The bottom face contains chloroform and lipids. Collect and transfer the bulk of it to a new glass tube kept on ice. Then, continue the extraction.
To the remaining phases, add 600 microliters of four millimolar magnesium chloride and 1.5 milliliters of chloroform. Vortex this mixture vigorously and incubate the emulsion on ice. After half an hour on ice, repeat the centrifugation step and collect the bulk of the bottom phase and then combine this with the first bottom phase collection.
Discard the remaining layers. To purify the lipids, evaporate the chloroform under nitrogen gas in a 37 degrees Celsius bath. Then, thoroughly rinse down the sides of the tube using 200 microliters of 1%Triton X-100 and chloroform and repeat the chloroform evaporation step.
Now, dissolve the lipids in 200 microliters of double distilled water and vortex the lipids into an emulsion. Then, using commercial kits, measure the total triglyceride and cholesterol levels in the sample. By feeding mice a high fat high sucrose diet, their weight increased by 50%after 16 weeks.
The diet resulted in an obvious gross morphological change in the livers. H and E and Oil Red O staining revealed that over the 16 week feeding regimen, lipid droplets grew larger and occupied regions usually occupied by hepatocytes. Analysis of the fat composition, performed using the described extraction method, showed that the excess nutrient overload caused abnormal cholesterol and triglyceride accumulation in the liver.
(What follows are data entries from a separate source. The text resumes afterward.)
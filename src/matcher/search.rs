use std::collections::HashSet;
use std::fs::File;
use std::io::{self, Read, Seek, SeekFrom};
use std::path::{Path, PathBuf};
use std::process::{Command, Stdio};

use thiserror::Error;

#[derive(Error, Debug)]
pub enum SearchError {
    #[error("ripgrep is not available: {0}")]
    Unavailable(io::Error),

    #[error("ripgrep failed: {0}")]
    Failed(String),
}

/// Logs among `paths` containing at least one of `fragments`, found with ripgrep
pub fn files_containing_any(
    fragments: &[String],
    paths: &[PathBuf],
    threads: usize,
) -> Result<HashSet<PathBuf>, SearchError> {
    if fragments.is_empty() || paths.is_empty() {
        return Ok(HashSet::new());
    }

    let mut command = Command::new("rg");
    command
        .args([
            "--fixed-strings",
            "--files-with-matches",
            "--no-messages",
            "--no-config",
            "--no-ignore",
            "--hidden",
        ])
        .arg("--threads")
        .arg(threads.max(1).to_string());
    for fragment in fragments {
        command.arg("-e").arg(fragment);
    }
    command
        .arg("--")
        .args(paths)
        .stdin(Stdio::null())
        .stderr(Stdio::piped());

    let output = command.output().map_err(SearchError::Unavailable)?;

    // 0 = matches, 1 = no matches, 2 = error (a file may have vanished; output still valid)
    match output.status.code() {
        Some(0) | Some(2) => {}
        Some(1) => return Ok(HashSet::new()),
        _ => {
            return Err(SearchError::Failed(
                String::from_utf8_lossy(&output.stderr).into_owned(),
            ))
        }
    }

    let stdout = String::from_utf8_lossy(&output.stdout);
    Ok(stdout
        .lines()
        .filter(|line| !line.is_empty())
        .map(PathBuf::from)
        .collect())
}

/// The trailing `tail_bytes` of a file, lossily decoded
pub fn read_tail(path: &Path, tail_bytes: u64) -> io::Result<String> {
    let mut file = File::open(path)?;
    let len = file.metadata()?.len();
    let start = len.saturating_sub(tail_bytes);
    file.seek(SeekFrom::Start(start))?;

    let mut buf = Vec::with_capacity((len - start) as usize);
    file.take(tail_bytes).read_to_end(&mut buf)?;
    Ok(String::from_utf8_lossy(&buf).into_owned())
}
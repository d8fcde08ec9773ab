use std::fs::File;
use std::io::{BufRead, BufReader, Read};
use std::path::{Path, PathBuf};

use serde_json::Value;
use tracing::debug;
use walkdir::WalkDir;

use super::{epoch_ms, AgentType};
use crate::config::Config;

/// Path conventions each agent writes its transcripts under, checked in order
const AGENT_PATH_CONVENTIONS: &[(&str, AgentType)] = &[
    ("/.claude/projects/", AgentType::Claude),
    ("/.codex/sessions/", AgentType::Codex),
];

const HEAD_MAX_LINES: usize = 64;
const HEAD_MAX_BYTES: u64 = 64 * 1024;
const MAX_WALK_DEPTH: usize = 6;

/// The per-agent log roots the board knows about
#[derive(Debug, Clone)]
pub struct LogDirectories {
    roots: Vec<(PathBuf, AgentType)>,
    overrides: Option<Vec<PathBuf>>,
}

impl LogDirectories {
    pub fn new(claude_projects_dir: PathBuf, codex_sessions_dir: PathBuf) -> Self {
        Self {
            roots: vec![
                (claude_projects_dir, AgentType::Claude),
                (codex_sessions_dir, AgentType::Codex),
            ],
            overrides: None,
        }
    }

    /// Search an explicit set of directories instead of the agent roots
    pub fn with_search_dirs(mut self, dirs: Vec<PathBuf>) -> Self {
        self.overrides = Some(dirs);
        self
    }

    pub fn from_config(config: &Config) -> Self {
        Self::new(
            config.claude_projects_dir.clone(),
            config.codex_sessions_dir.clone(),
        )
    }

    /// Directories to search for session logs, one per supported agent
    pub fn search_directories(&self) -> Vec<PathBuf> {
        if let Some(overrides) = &self.overrides {
            return overrides.clone();
        }
        let mut dirs: Vec<PathBuf> = Vec::with_capacity(self.roots.len());
        for (root, _) in &self.roots {
            if !dirs.contains(root) {
                dirs.push(root.clone());
            }
        }
        dirs
    }

    /// Classify a log path, preferring configured roots over naming conventions
    pub fn classify(&self, path: &Path) -> AgentType {
        for (root, agent) in &self.roots {
            if !root.as_os_str().is_empty() && path.starts_with(root) {
                return *agent;
            }
        }
        classify_agent(path)
    }
}

/// Classify a log path by the agent's directory convention; first match wins
pub fn classify_agent(path: &Path) -> AgentType {
    let normalized = path.to_string_lossy().replace('\\', "/").to_lowercase();
    AGENT_PATH_CONVENTIONS
        .iter()
        .find(|(pattern, _)| normalized.contains(pattern))
        .map(|(_, agent)| *agent)
        .unwrap_or(AgentType::Unknown)
}

/// Whether a log belongs to a sub-agent spawned by a parent session
pub fn is_subagent_log(path: &Path, agent: AgentType) -> bool {
    match agent {
        AgentType::Claude => is_claude_subagent(path),
        AgentType::Codex => read_log_head(path, AgentType::Codex)
            .map(|head| head.is_subagent)
            .unwrap_or(false),
        _ => false,
    }
}

fn is_claude_subagent(path: &Path) -> bool {
    let in_subagents_dir = path
        .components()
        .any(|c| c.as_os_str() == "subagents");
    let agent_named = path
        .file_name()
        .map(|name| name.to_string_lossy().starts_with("agent-"))
        .unwrap_or(false);
    in_subagents_dir || agent_named
}

/// File times in ms since epoch
#[derive(Debug, Clone, Copy, PartialEq, Eq)]
pub struct LogTimes {
    pub mtime: u64,
    pub birthtime: u64,
}

/// Stat a log file; `None` if it has vanished or cannot be read
pub fn log_times(path: &Path) -> Option<LogTimes> {
    let metadata = std::fs::metadata(path).ok()?;
    if !metadata.is_file() {
        return None;
    }
    let mtime = epoch_ms(metadata.modified().ok()?);
    let birthtime = metadata.created().map(epoch_ms).unwrap_or(mtime);
    Some(LogTimes { mtime, birthtime })
}

/// Every `*.jsonl` file below the given directories; missing directories yield nothing
pub fn list_log_files(dirs: &[PathBuf]) -> Vec<PathBuf> {
    let mut files = Vec::new();
    for dir in dirs {
        if !dir.is_dir() {
            debug!(dir = %dir.display(), "log directory missing, skipping");
            continue;
        }
        let walker = WalkDir::new(dir)
            .follow_links(false)
            .max_depth(MAX_WALK_DEPTH)
            .into_iter()
            .filter_map(|entry| entry.ok());
        for entry in walker {
            if entry.file_type().is_file()
                && entry.path().extension().is_some_and(|ext| ext == "jsonl")
            {
                files.push(entry.into_path());
            }
        }
    }
    files
}

/// Identity details found near the top of a log
#[derive(Debug, Clone, Default, PartialEq, Eq)]
pub struct LogHead {
    pub session_id: Option<String>,
    pub project_path: Option<String>,
    pub is_subagent: bool,
}

/// Read the first records of a log for its session id and working directory
pub fn read_log_head(path: &Path, agent: AgentType) -> Option<LogHead> {
    let file = File::open(path).ok()?;
    let reader = BufReader::new(file.take(HEAD_MAX_BYTES));
    let mut head = LogHead::default();

    for line in reader.lines().take(HEAD_MAX_LINES) {
        let Ok(line) = line else { break };
        let Ok(record) = serde_json::from_str::<Value>(&line) else {
            continue;
        };

        match agent {
            AgentType::Codex => {
                if record.get("type").and_then(Value::as_str) == Some("session_meta") {
                    let payload = record.get("payload").unwrap_or(&Value::Null);
                    head.session_id = string_field(payload, "id");
                    head.project_path = string_field(payload, "cwd");
                    head.is_subagent = payload
                        .get("source")
                        .and_then(Value::as_object)
                        .is_some_and(|source| source.contains_key("subagent"));
                    break;
                }
            }
            _ => {
                if head.session_id.is_none() {
                    head.session_id = string_field(&record, "sessionId");
                }
                if head.project_path.is_none() {
                    head.project_path = string_field(&record, "cwd");
                }
                if head.session_id.is_some() && head.project_path.is_some() {
                    break;
                }
            }
        }
    }

    if head.session_id.is_none() {
        head.session_id = path
            .file_stem()
            .map(|stem| stem.to_string_lossy().to_string());
    }
    Some(head)
}

fn string_field(value: &Value, key: &str) -> Option<String> {
    value
        .get(key)
        .and_then(Value::as_str)
        .filter(|s| !s.is_empty())
        .map(str::to_string)
}

#[cfg(test)]
mod tests {
    use super::*;
    use std::fs;

    #[test]
    fn test_classify_by_convention() {
        let claude = Path::new("/home/me/.claude/projects/-work-app/abc.jsonl");
        let codex = Path::new("/home/me/.codex/sessions/2025/01/02/rollout-x.jsonl");
        let other = Path::new("/tmp/session.jsonl");
        assert_eq!(classify_agent(claude), AgentType::Claude);
        assert_eq!(classify_agent(codex), AgentType::Codex);
        assert_eq!(classify_agent(other), AgentType::Unknown);
    }

    #[test]
    fn test_classify_prefers_configured_roots() {
        let dirs = LogDirectories::new(PathBuf::from("/data/claude"), PathBuf::from("/data/codex"));
        assert_eq!(dirs.classify(Path::new("/data/codex/a.jsonl")), AgentType::Codex);
        assert_eq!(dirs.classify(Path::new("/data/claude/p/a.jsonl")), AgentType::Claude);
        assert_eq!(dirs.classify(Path::new("/data/other/a.jsonl")), AgentType::Unknown);
    }

    #[test]
    fn test_claude_subagent_paths() {
        let nested = Path::new("/h/.claude/projects/p/abc/subagents/agent-1.jsonl");
        let top = Path::new("/h/.claude/projects/p/abc.jsonl");
        assert!(is_subagent_log(nested, AgentType::Claude));
        assert!(!is_subagent_log(top, AgentType::Claude));
    }

    #[test]
    fn test_codex_head_and_subagent() {
        let dir = tempfile::tempdir().unwrap();
        let parent = dir.path().join("rollout-parent.jsonl");
        let child = dir.path().join("rollout-child.jsonl");
        fs::write(
            &parent,
            "{\"type\":\"session_meta\",\"payload\":{\"id\":\"p-1\",\"cwd\":\"/work/app\",\"source\":\"cli\"}}\n",
        )
        .unwrap();
        fs::write(
            &child,
            "{\"type\":\"session_meta\",\"payload\":{\"id\":\"c-1\",\"source\":{\"subagent\":\"review\"}}}\n",
        )
        .unwrap();

        let head = read_log_head(&parent, AgentType::Codex).unwrap();
        assert_eq!(head.session_id.as_deref(), Some("p-1"));
        assert_eq!(head.project_path.as_deref(), Some("/work/app"));
        assert!(!is_subagent_log(&parent, AgentType::Codex));
        assert!(is_subagent_log(&child, AgentType::Codex));
    }

    #[test]
    fn test_claude_head_falls_back_to_file_stem() {
        let dir = tempfile::tempdir().unwrap();
        let log = dir.path().join("7f1c.jsonl");
        fs::write(&log, "not json\n{\"cwd\":\"/work/site\"}\n").unwrap();

        let head = read_log_head(&log, AgentType::Claude).unwrap();
        assert_eq!(head.session_id.as_deref(), Some("7f1c"));
        assert_eq!(head.project_path.as_deref(), Some("/work/site"));
    }

    #[test]
    fn test_missing_directories_are_empty() {
        let files = list_log_files(&[PathBuf::from("/definitely/not/here")]);
        assert!(files.is_empty());
        assert!(log_times(Path::new("/definitely/not/here.jsonl")).is_none());
    }
}
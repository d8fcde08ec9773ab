use anyhow::{Context, Result};
use std::sync::Arc;
use tracing::{info, warn};

use agent_board::actions::Action;
use agent_board::config::Config;
use agent_board::session::PtyBridge;
use agent_board::tmux::TmuxClient;
use agent_board::watcher::StatusWatcher;

#[tokio::main]
async fn main() -> Result<()> {
    // Initialize logging
    tracing_subscriber::fmt()
        .with_env_filter(
            tracing_subscriber::EnvFilter::from_default_env()
                .add_directive(tracing::Level::INFO.into()),
        )
        .init();

    let config = Config::from_env();
    let tmux = TmuxClient::new();
    if !tmux.is_server_running().await {
        warn!("tmux server is not running; waiting for windows to appear");
    }

    let bridge = Arc::new(PtyBridge::new(tmux.clone()));
    let (watcher, handle) =
        StatusWatcher::new(config, tmux, bridge).context("Failed to start match worker")?;

    // Log status changes
    let mut status = handle.status;
    tokio::spawn(async move {
        while status.changed().await.is_ok() {
            let sessions = status.borrow_and_update().clone();
            for session in &sessions {
                info!(
                    session_id = %session.id,
                    name = %session.name,
                    status = ?session.status,
                    agent = ?session.agent_type,
                    log = ?session.log_file_path,
                    "session"
                );
            }
        }
    });

    // Quit on Ctrl-C
    let quit_tx = handle.actions.clone();
    tokio::spawn(async move {
        if tokio::signal::ctrl_c().await.is_ok() {
            let _ = quit_tx.send(Action::Quit);
        }
    });

    watcher.run().await
}
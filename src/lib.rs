pub mod actions;
pub mod config;
pub mod error;
pub mod logs;
pub mod matcher;
pub mod protocol;
pub mod session;
pub mod tmux;
pub mod watcher;
pub mod worker;
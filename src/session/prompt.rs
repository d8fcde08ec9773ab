use once_cell::sync::Lazy;
use regex::Regex;

/// Only this many trailing lines of a screen count as "current"
pub const PROMPT_WINDOW_LINES: usize = 30;

/// ANSI escape sequences: CSI, OSC (BEL or ST terminated), charset selection,
/// single-character escapes, then any stray ESC
static RE_ANSI: Lazy<Regex> = Lazy::new(|| {
    Regex::new(concat!(
        r"\x1b\[[0-9;?]*[ -/]*[@-~]",
        r"|\x1b\][^\x07\x1b]*(?:\x07|\x1b\\)",
        r"|\x1b[()][A-Za-z0-9]",
        r"|\x1b[=>MNOP78c]",
        r"|\x1b",
    ))
    .unwrap()
});

/// Interactive approval prompts printed by agent CLIs
static RE_PERMISSION_PROMPT: Lazy<Regex> = Lazy::new(|| {
    Regex::new(concat!(
        r"(?mi)(^\s*(?:\S{1,3}\s+)?\S{0,3}\s*1\.\s*Yes\b",
        r"|Do you want to proceed\?",
        r"|Do you want to make this edit",
        r"|Do you want to create",
        r"|Do you want to allow",
        r"|Would you like to run the following command",
        r"|Allow (?:once|always)\b",
        r"|\[y/n\]",
        r"|\(y/n\)",
        r"|Press Enter to confirm)",
    ))
    .unwrap()
});

/// Remove ANSI escape sequences from terminal output
pub fn strip_ansi(text: &str) -> String {
    RE_ANSI.replace_all(text, "").into_owned()
}

/// Whether the recent part of a screen shows a permission prompt
pub fn detects_permission_prompt(screen: &str) -> bool {
    let clean = strip_ansi(screen);
    let lines: Vec<&str> = clean.trim_end().lines().rev().take(PROMPT_WINDOW_LINES).collect();
    let recent = lines.into_iter().rev().collect::<Vec<_>>().join("\n");

    RE_PERMISSION_PROMPT.is_match(&recent)
}

#[cfg(test)]
mod tests {
    use super::*;

    #[test]
    fn test_matches_prompts_with_ansi_escapes() {
        let content = ["some output", "\u{1b}[31m❯ 1. Yes\u{1b}[0m", "2. No"].join("\n");
        assert!(detects_permission_prompt(&content));

        let mangled = ["some output", "\u{1b}[31mâ¯ 1. Yes\u{1b}[0m", "2. No"].join("\n");
        assert!(detects_permission_prompt(&mangled));
    }

    #[test]
    fn test_matches_styles_inside_a_phrase() {
        let content = "Do you \u{1b}[1mwant\u{1b}[22m to proceed?\n";
        assert!(detects_permission_prompt(content));
    }

    #[test]
    fn test_ignores_prompts_outside_recent_window() {
        let lines: Vec<String> = (0..31)
            .map(|i| {
                if i == 0 {
                    "Do you want to proceed?".to_string()
                } else {
                    format!("line-{i}")
                }
            })
            .collect();
        assert!(!detects_permission_prompt(&lines.join("\n")));

        // Still inside the window one line earlier
        assert!(detects_permission_prompt(&lines[..30].join("\n")));
    }

    #[test]
    fn test_trailing_blank_screen_rows_do_not_push_prompts_out() {
        let screen = format!("Do you want to proceed?\n❯ 1. Yes\n{}", "\n".repeat(40));
        assert!(detects_permission_prompt(&screen));
    }

    #[test]
    fn test_matches_choices_inside_a_box() {
        let content = [
            "╭──────────────────────────────╮",
            "│ Do you want to run tests?     │",
            "│ ❯ 1. Yes                      │",
            "│   2. No                       │",
            "╰──────────────────────────────╯",
        ]
        .join("\n");
        assert!(detects_permission_prompt(&content));
        assert!(detects_permission_prompt("│ > 1. Yes, and don't ask again"));
    }

    #[test]
    fn test_no_prompt() {
        let content = ["hello", "world", "done"].join("\n");
        assert!(!detects_permission_prompt(&content));
    }

    #[test]
    fn test_codex_and_yes_no_prompts() {
        assert!(detects_permission_prompt(
            "Would you like to run the following command?\n  cargo test"
        ));
        assert!(detects_permission_prompt("Overwrite config? [y/N]"));
    }

    #[test]
    fn test_strip_ansi() {
        assert_eq!(strip_ansi("\u{1b}[1;32mok\u{1b}[0m"), "ok");
        assert_eq!(strip_ansi("\u{1b}]0;title\u{7}text"), "text");
    }
}
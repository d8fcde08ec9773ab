mod client;

pub use client::TmuxClient;

use serde::{Deserialize, Serialize};

/// A live tmux window, as listed on one poll
#[derive(Debug, Clone, PartialEq, Eq, Serialize, Deserialize)]
#[serde(rename_all = "camelCase")]
pub struct TmuxWindow {
    /// Target usable with `-t` (e.g. "agentboard:3")
    pub target: String,
    /// Window ID (e.g. "@12")
    pub window_id: String,
    /// Owning tmux session name
    pub session_name: String,
    /// Window name
    pub name: String,
    /// Working directory of the active pane
    pub pane_path: String,
    /// Command running in the active pane
    pub command: String,
    /// Last activity, ms since epoch
    pub activity: u64,
}

impl TmuxWindow {
    pub fn new(target: impl Into<String>) -> Self {
        let target = target.into();
        let session_name = target.split(':').next().unwrap_or_default().to_string();
        Self {
            window_id: String::new(),
            name: target.clone(),
            session_name,
            target,
            pane_path: String::new(),
            command: String::new(),
            activity: 0,
        }
    }

    /// Stable identity: the window ID survives renumbering, the target is the fallback
    pub fn key(&self) -> &str {
        if self.window_id.is_empty() {
            &self.target
        } else {
            &self.window_id
        }
    }
}
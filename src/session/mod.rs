mod manager;
mod prompt;
mod terminal;

pub use manager::SessionManager;
pub use prompt::{detects_permission_prompt, strip_ansi, PROMPT_WINDOW_LINES};
pub use terminal::{PtyBridge, TerminalBridge, TerminalProxy};

#[cfg(test)]
pub(crate) use manager::tests::FakeBridge;

use serde::{Deserialize, Serialize};
use std::path::PathBuf;

use crate::logs::AgentType;
use crate::tmux::TmuxWindow;

/// Derived state of a tracked agent session
#[derive(Debug, Clone, Copy, PartialEq, Eq, Serialize, Deserialize, Default)]
#[serde(rename_all = "snake_case")]
pub enum SessionStatus {
    /// Not observed yet
    #[default]
    Unknown,
    /// Output seen within the inactivity period
    Working,
    /// A permission prompt is on screen
    NeedsInput,
    /// Quiet for longer than the inactivity period
    Idle,
    /// The bound window has closed
    Orphaned,
}

/// How the board came to know about a session
#[derive(Debug, Clone, Copy, PartialEq, Eq, Serialize, Deserialize)]
#[serde(rename_all = "snake_case")]
pub enum SessionSource {
    /// Window lives in the board's own tmux session
    Managed,
    /// Window lives in some other tmux session
    External,
    /// Created from a log that has no window
    Discovered,
}

/// Canonical record for one agent session
#[derive(Debug, Clone, PartialEq, Serialize, Deserialize)]
#[serde(rename_all = "camelCase")]
pub struct Session {
    pub id: String,
    /// Live window the session is bound to
    pub window: Option<TmuxWindow>,
    /// Key of the window the session had before it was orphaned
    #[serde(default, skip_serializing_if = "Option::is_none")]
    pub last_window: Option<String>,
    pub name: String,
    pub project_path: String,
    pub agent_type: AgentType,
    pub log_file_path: Option<PathBuf>,
    /// ms since epoch
    pub last_activity: u64,
    pub status: SessionStatus,
    /// ms since epoch
    pub created_at: u64,
    pub source: SessionSource,
    /// Log mtime at the last confirmed match
    pub last_matched_mtime: Option<u64>,
    /// Last output seen through a terminal attachment
    pub last_output_at: Option<u64>,
}

impl Session {
    /// Stable key of the bound window, if any
    pub fn window_key(&self) -> Option<&str> {
        self.window.as_ref().map(TmuxWindow::key)
    }

    fn touch(&mut self, at: u64) {
        self.last_activity = self.last_activity.max(at);
    }
}

/// Recompute a session's status from what the latest tick observed
pub fn derive_status(session: &Session, prompt_visible: bool, now: u64, idle_after_ms: u64) -> SessionStatus {
    if session.window.is_none() {
        return SessionStatus::Orphaned;
    }
    if prompt_visible {
        return SessionStatus::NeedsInput;
    }
    if session.last_activity == 0 {
        return SessionStatus::Unknown;
    }
    if now.saturating_sub(session.last_activity) < idle_after_ms {
        SessionStatus::Working
    } else {
        SessionStatus::Idle
    }
}

#[cfg(test)]
mod tests {
    use super::*;

    fn session(window: Option<&str>, last_activity: u64) -> Session {
        Session {
            id: "s1".to_string(),
            window: window.map(TmuxWindow::new),
            last_window: None,
            name: "api".to_string(),
            project_path: String::new(),
            agent_type: AgentType::Claude,
            log_file_path: None,
            last_activity,
            status: SessionStatus::Unknown,
            created_at: 0,
            source: SessionSource::External,
            last_matched_mtime: None,
            last_output_at: None,
        }
    }

    #[test]
    fn test_status_transitions() {
        let live = session(Some("main:1"), 10_000);
        assert_eq!(derive_status(&live, false, 12_000, 5_000), SessionStatus::Working);
        assert_eq!(derive_status(&live, true, 12_000, 5_000), SessionStatus::NeedsInput);
        assert_eq!(derive_status(&live, false, 20_000, 5_000), SessionStatus::Idle);

        let closed = session(None, 10_000);
        assert_eq!(derive_status(&closed, true, 12_000, 5_000), SessionStatus::Orphaned);

        let unseen = session(Some("main:2"), 0);
        assert_eq!(derive_status(&unseen, false, 12_000, 5_000), SessionStatus::Unknown);
    }

    #[test]
    fn test_status_serializes_snake_case() {
        let json = serde_json::to_string(&SessionStatus::NeedsInput).unwrap();
        assert_eq!(json, "\"needs_input\"");
    }
}
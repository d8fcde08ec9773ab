use serde::{Deserialize, Serialize};

use crate::session::Session;

/// Messages a dashboard client sends, as JSON text frames
#[derive(Debug, Clone, PartialEq, Eq, Serialize, Deserialize)]
#[serde(tag = "type", rename_all = "kebab-case")]
pub enum ClientMessage {
    /// Start receiving a session's terminal output
    #[serde(rename_all = "camelCase")]
    TerminalAttach {
        session_id: String,
        #[serde(default)]
        cols: Option<u16>,
        #[serde(default)]
        rows: Option<u16>,
    },
    /// Stop receiving a session's terminal output
    #[serde(rename_all = "camelCase")]
    TerminalDetach { session_id: String },
    /// Keystrokes for an attached session
    #[serde(rename_all = "camelCase")]
    TerminalInput { session_id: String, data: String },
    #[serde(rename_all = "camelCase")]
    TerminalResize {
        session_id: String,
        cols: u16,
        rows: u16,
    },
    /// Ask for the current session table
    SessionRefresh,
}

/// Messages sent to a dashboard client
#[derive(Debug, Clone, PartialEq, Serialize, Deserialize)]
#[serde(tag = "type", rename_all = "kebab-case")]
pub enum ServerMessage {
    Sessions { sessions: Vec<Session> },
    #[serde(rename_all = "camelCase")]
    TerminalAttached { session_id: String },
    #[serde(rename_all = "camelCase")]
    TerminalDetached { session_id: String },
    #[serde(rename_all = "camelCase")]
    TerminalOutput { session_id: String, data: String },
    #[serde(rename_all = "camelCase")]
    Error {
        message: String,
        #[serde(default, skip_serializing_if = "Option::is_none")]
        session_id: Option<String>,
    },
}

#[cfg(test)]
mod tests {
    use super::*;

    #[test]
    fn test_client_message_wire_format() {
        let raw = r#"{"type":"terminal-resize","sessionId":"s1","cols":120,"rows":40}"#;
        let msg: ClientMessage = serde_json::from_str(raw).unwrap();
        assert_eq!(
            msg,
            ClientMessage::TerminalResize {
                session_id: "s1".to_string(),
                cols: 120,
                rows: 40
            }
        );

        let attach: ClientMessage =
            serde_json::from_str(r#"{"type":"terminal-attach","sessionId":"s1"}"#).unwrap();
        assert!(matches!(attach, ClientMessage::TerminalAttach { cols: None, .. }));
    }

    #[test]
    fn test_server_message_wire_format() {
        let msg = ServerMessage::TerminalOutput {
            session_id: "s1".to_string(),
            data: "hi".to_string(),
        };
        assert_eq!(
            serde_json::to_string(&msg).unwrap(),
            r#"{"type":"terminal-output","sessionId":"s1","data":"hi"}"#
        );

        let err = ServerMessage::Error {
            message: "nope".to_string(),
            session_id: None,
        };
        assert_eq!(
            serde_json::to_string(&err).unwrap(),
            r#"{"type":"error","message":"nope"}"#
        );
    }
}
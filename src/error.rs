use thiserror::Error;

#[derive(Error, Debug)]
pub enum BoardError {
    #[error("session not found: {0}")]
    SessionNotFound(String),

    #[error("session {0} has no live window")]
    NoWindow(String),

    #[error("session {0} is not attached")]
    NotAttached(String),

    #[error("terminal error: {0}")]
    Terminal(String),

    #[error("match worker unavailable: {0}")]
    WorkerUnavailable(String),

    #[error("io error: {0}")]
    Io(#[from] std::io::Error),
}
use std::collections::HashMap;
use std::path::PathBuf;

use serde::{Deserialize, Serialize};

use super::LogEntrySnapshot;

/// What the gate knows about a session that already owns a log
#[derive(Debug, Clone, PartialEq, Eq, Serialize, Deserialize)]
#[serde(rename_all = "camelCase")]
pub struct SessionSnapshot {
    pub session_id: String,
    pub log_file_path: PathBuf,
    /// Window the session is currently bound to
    pub current_window: Option<String>,
    /// Log mtime at the last confirmed match
    pub last_matched_mtime: Option<u64>,
}

#[derive(Debug, Clone, Copy, Default)]
pub struct GateOptions {
    pub min_tokens: u64,
}

/// Pick the entries that deserve a matching attempt this cycle
pub fn select_entries_needing_match(
    entries: &[LogEntrySnapshot],
    known_sessions: &[SessionSnapshot],
    options: GateOptions,
) -> Vec<LogEntrySnapshot> {
    let by_log: HashMap<&PathBuf, &SessionSnapshot> = known_sessions
        .iter()
        .map(|session| (&session.log_file_path, session))
        .collect();

    entries
        .iter()
        .filter(|entry| !entry.is_subagent)
        .filter(|entry| options.min_tokens == 0 || entry.log_token_count >= options.min_tokens)
        .filter(|entry| match by_log.get(&entry.log_path) {
            None => true,
            Some(session) => is_stale(session, entry),
        })
        .cloned()
        .collect()
}

fn is_stale(session: &SessionSnapshot, entry: &LogEntrySnapshot) -> bool {
    if session.current_window.is_none() {
        return true;
    }
    match session.last_matched_mtime {
        Some(matched) => entry.mtime > matched,
        None => true,
    }
}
In a different experiment, primary hepatocytes were cultured and subjected to 24 hours of starvation followed by glucose and insulin treatment. After the treatment, Oil Red O staining showed accumulation of lipid droplets in the cells. Quantitative lipid analysis showed that triglyceride and cholesterol levels were high in the treated cells.
After watching this video, you should have a good understanding of how to generate In Vivo and In Vitro Hepatic Steatosis models. Two studies in mice presents under nized Fatty Liver Disease, insulin resistance, and Type II Diabetes.